MSG-4 satellite ready for operations and stored in orbit as Meteosat-11

EUMETSAT has successfully completed the commissioning of its MSG-4 satellite, and renamed it Meteosat-11.

Wednesday, 16 December 2015

After a comprehensive commissioning campaign started on 26 July, involving testing of the MSG-4 satellite and evaluation of image and meteorological products, a series of formal reviews confirmed the full readiness of the MSG-4 satellite for routine operations, with all products in line with the quality requirements of operational service.

The satellite was handed over to the EUMETSAT Operations Department as Meteosat-11 and placed into in-orbit storage nominally for about two and a half years, until 2018, but is ready for activation for operations within one week, if needed.

Meteosat-11, as the last of the successful MSG series of geostationary satellites, will provide continuity of service until MTG-I1, the first of the Meteosat Third Generation (MTG) imaging satellites, is commissioned - in 2020 - and will continue to be exploited in tandem with the new MTG-I satellites until 2025.

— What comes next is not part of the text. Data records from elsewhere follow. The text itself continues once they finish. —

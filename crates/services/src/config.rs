use std::time::Duration;

/// Default namespace for local-store keys.
pub const DEFAULT_KEY_PREFIX: &str = "svenska:";

const DEFAULT_WRITE_TIMEOUT: Duration = Duration::from_secs(2);
const DEFAULT_SIGNAL_DURATION: Duration = Duration::from_secs(3);

/// Tunables for the daily-program engine.
#[derive(Debug, Clone, PartialEq, Eq)]
pub struct DailyConfig {
    /// Prepended to every local-store key.
    pub key_prefix: String,
    /// Upper bound on a single local-store write.
    pub write_timeout: Duration,
    /// How long the "daily complete" signal stays visible.
    pub complete_signal_duration: Duration,
}

impl Default for DailyConfig {
    fn default() -> Self {
        Self {
            key_prefix: DEFAULT_KEY_PREFIX.to_owned(),
            write_timeout: DEFAULT_WRITE_TIMEOUT,
            complete_signal_duration: DEFAULT_SIGNAL_DURATION,
        }
    }
}

impl DailyConfig {
    /// Defaults overridden by `SVENSKA_KEY_PREFIX`, `SVENSKA_WRITE_TIMEOUT_MS`
    /// and `SVENSKA_SIGNAL_MS`. Unparseable values keep the default.
    #[must_use]
    pub fn from_env() -> Self {
        Self::from_lookup(|name| std::env::var(name).ok())
    }

    fn from_lookup(lookup: impl Fn(&str) -> Option<String>) -> Self {
        let mut config = Self::default();
        if let Some(prefix) = lookup("SVENSKA_KEY_PREFIX") {
            config.key_prefix = prefix;
        }
        if let Some(timeout) = millis(&lookup, "SVENSKA_WRITE_TIMEOUT_MS") {
            config.write_timeout = timeout;
        }
        if let Some(duration) = millis(&lookup, "SVENSKA_SIGNAL_MS") {
            config.complete_signal_duration = duration;
        }
        config
    }

    #[must_use]
    pub fn with_key_prefix(mut self, prefix: impl Into<String>) -> Self {
        self.key_prefix = prefix.into();
        self
    }

    #[must_use]
    pub fn with_write_timeout(mut self, timeout: Duration) -> Self {
        self.write_timeout = timeout;
        self
    }
}

fn millis(lookup: &impl Fn(&str) -> Option<String>, name: &str) -> Option<Duration> {
    let raw = lookup(name)?;
    match raw.trim().parse::<u64>() {
        Ok(ms) if ms > 0 => Some(Duration::from_millis(ms)),
        _ => {
            tracing::warn!(var = name, value = %raw, "ignoring invalid duration");
            None
        }
    }
}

Meteosat services from geostationary orbit cover the European and African continents and parts of the Atlantic and Indian oceans. The Meteosat satellites also provide a unique observational input to Numerical Weather Prediction models, complementing the primary inputs delivered by the polar-orbiting Metop satellites. The satellites have already accumulated climate data records for more than 35 years.

About EUMETSAT

The European Organisation for the Exploitation of Meteorological Satellites is an intergovernmental organisation based in Darmstadt, Germany, currently with 30 Member States (Austria, Belgium, Bulgaria, Croatia, Czech Republic, Denmark, Estonia, Finland, France, Germany, Greece, Hungary, Iceland, Ireland, Italy, Latvia, Lithuania, Luxembourg, the Netherlands, Norway, Poland, Portugal, Romania, Slovakia, Slovenia, Spain, Sweden, Switzerland, Turkey and the United Kingdom) and one Cooperating State (Serbia).

EUMETSAT operates the geostationary satellites Meteosat-8, -9, -10 and -11 over Europe and Africa, and Meteosat-7 over the Indian Ocean.

EUMETSAT also operates two Metop polar-orbiting satellites as part of the Initial Joint Polar System (IJPS) shared with the US National Oceanic and Atmospheric Administration (NOAA).

EUMETSAT is also a partner in the cooperative high precision ocean altimetry Jason missions involving Europe and the United States (Jason-2, Jason-3 and Jason-CS/Sentinel-6).

The data and products from EUMETSAT’s satellites are vital to weather forecasting and make a significant contribution to the monitoring of environment and climate change.

From 2016 onwards, EUMETSAT will exploit the Copernicus Sentinel-3 marine mission in cooperation with ESA and on behalf of the EU, and deliver data services to the Copernicus Marine Environment Monitoring Service.